A BeeWeigh ready to weigh a hive

This BeeWeigh was constructed from half of a premium fir 2x4x8 from a lumber yard.  It was sanded a little to eliminate roughness and then ripped length-wise.

A mustad fish scale

The Mustad fish scale

The BeeWeigh uses a Mustad fish scale which is available on-line from Walmart or Amazon.  It has a capacity of 50 pounds and is highly accurate. It also features an automatic save of the weight with an audible signal.  This is very helpful when making measurements.  The cost is a little over $20.  Formerly, a scale manufactured by Berkley was used. However, the case of the Berkley scale was redesigned. These changes made it less suitable for use with the BeeWeigh.





The amount of lift provided by the device is the distance between the  bottom of the fulcrum dowel and the top of the lifting dowel.
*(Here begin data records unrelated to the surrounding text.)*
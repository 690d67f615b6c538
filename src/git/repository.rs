use git2::{Repository, Status, StatusOptions};
use std::path::{Component, Path, PathBuf};

use crate::error::{AppError, Result};
use crate::git::locate::locate_repository_root;
use crate::models::{RepositoryInfo, Revision};

/// Read-only handle on a repository with a known working tree root.
///
/// `git2::Repository` is not `Sync`, so threads that need the repository open
/// their own handle from `root` rather than sharing this one.
pub struct GitRepository {
    pub repo: Repository,
    pub root: PathBuf,
}

impl GitRepository {
    /// Open the repository enclosing `path` by walking upward from it.
    pub fn discover<P: AsRef<Path>>(path: P) -> Result<Self> {
        let path = path.as_ref();
        let root = locate_repository_root(path)
            .ok_or_else(|| AppError::NotAGitRepository(path.display().to_string()))?;
        Self::open(root)
    }

    /// Open the repository whose working tree is rooted at `root`.
    pub fn open<P: AsRef<Path>>(root: P) -> Result<Self> {
        let root = root.as_ref().to_path_buf();
        let repo = Repository::open(&root)?;

        Ok(Self { repo, root })
    }

    /// Path of `file` relative to the working tree root, `/`-separated as git
    /// stores it.
    pub fn relative_path(&self, file: &Path) -> Result<String> {
        let invalid = || AppError::InvalidPath(file.display().to_string());
        let relative = file.strip_prefix(&self.root).map_err(|_| invalid())?;

        let mut parts = Vec::new();
        for component in relative.components() {
            match component {
                Component::Normal(part) => parts.push(part.to_str().ok_or_else(invalid)?),
                Component::CurDir => {}
                _ => return Err(invalid()),
            }
        }

        if parts.is_empty() {
            return Err(invalid());
        }
        Ok(parts.join("/"))
    }

    /// Short name of the checked-out branch, `None` when HEAD is detached or
    /// unborn.
    pub fn head_branch(&self) -> Option<String> {
        self.repo.head().ok().and_then(|h| {
            if h.is_branch() {
                h.shorthand().map(|s| s.to_string())
            } else {
                None
            }
        })
    }

    /// True when tracked files have no staged or unstaged changes. Untracked
    /// files do not count.
    pub fn is_clean(&self) -> Result<bool> {
        let mut opts = StatusOptions::new();
        opts.include_untracked(false)
            .include_ignored(false)
            .exclude_submodules(true);

        let statuses = self.repo.statuses(Some(&mut opts))?;
        let dirty = statuses.iter().any(|entry| is_change(entry.status()));
        Ok(!dirty)
    }

    pub fn require_clean(&self) -> Result<()> {
        if self.is_clean()? {
            Ok(())
        } else {
            Err(AppError::DirtyWorkingTree(self.root.display().to_string()))
        }
    }

    pub fn info(&self) -> Result<RepositoryInfo> {
        let name = self
            .root
            .file_name()
            .map(|n| n.to_string_lossy().to_string())
            .unwrap_or_else(|| "Unknown".to_string());

        let head_commit = self
            .repo
            .head()
            .ok()
            .and_then(|h| h.peel_to_commit().ok().map(|c| revision_from_commit(&c)));

        Ok(RepositoryInfo {
            name,
            root: self.root.display().to_string(),
            head_branch: self.head_branch(),
            head_commit,
            is_clean: self.is_clean()?,
        })
    }
}

fn is_change(status: Status) -> bool {
    status.is_conflicted()
        || status.is_index_new()
        || status.is_index_modified()
        || status.is_index_deleted()
        || status.is_index_renamed()
        || status.is_index_typechange()
        || status.is_wt_modified()
        || status.is_wt_deleted()
        || status.is_wt_renamed()
        || status.is_wt_typechange()
}

pub fn revision_from_commit(commit: &git2::Commit) -> Revision {
    let timestamp = commit.time().seconds();
    Revision {
        oid: commit.id().to_string(),
        summary: commit.summary().unwrap_or("").trim().to_string(),
        author: commit.author().name().unwrap_or("Unknown").to_string(),
        timestamp,
        relative_time: format_relative_time(timestamp),
    }
}

/// Units for `relative_time`, largest first, in seconds.
const TIME_UNITS: [(&str, i64); 5] = [
    ("year", 365 * 86400),
    ("month", 30 * 86400),
    ("day", 86400),
    ("hour", 3600),
    ("minute", 60),
];

pub fn format_relative_time(timestamp: i64) -> String {
    relative_to(timestamp, chrono::Utc::now().timestamp())
}

/// "3 days ago" style age of `timestamp` as seen at `now`. Future timestamps
/// (clock skew between committers) read as "just now".
fn relative_to(timestamp: i64, now: i64) -> String {
    let age = now - timestamp;

    TIME_UNITS
        .iter()
        .find(|(_, secs)| age >= *secs)
        .map(|(unit, secs)| {
            let count = age / secs;
            let plural = if count == 1 { "" } else { "s" };
            format!("{} {}{} ago", count, unit, plural)
        })
        .unwrap_or_else(|| "just now".to_string())
}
The dowels are flattened on one side where they join the horizontal arm.  The purpose is to reduce the stress at the joint. Removing approximately one-quarter inch of the dowel should be sufficient.  Or, use a router with a semi-circular bit to route a groove for each dowel in the arm of the BeeWeigh.  This approach is more accurate than flattening the dowels.

A note about the length of the horizontal arm: A BeeWeigh similar to  that shown with an arm length of 46 inches has a mechanical advantage factor of 4.431  and a tare weight of 3.4375 pounds. This configuration requires a pull on the fish  scale of about 12 pounds to raise the side of a hive weighing 130 pounds. This is a  reasonable amount of effort. For very heavy hives, lengthening of the arm would reduce  the amount of pull required on the scale. There is an inverse relationship between  length of the arm and the amount of force required to obtain a scale reading. A hive  weighing 200 pounds will require a scale pull of about 20 pounds. This is probably the  upper limit of what is comfortable to do. If you have very heavy hives, you might want  to lengthen the horizontal arm.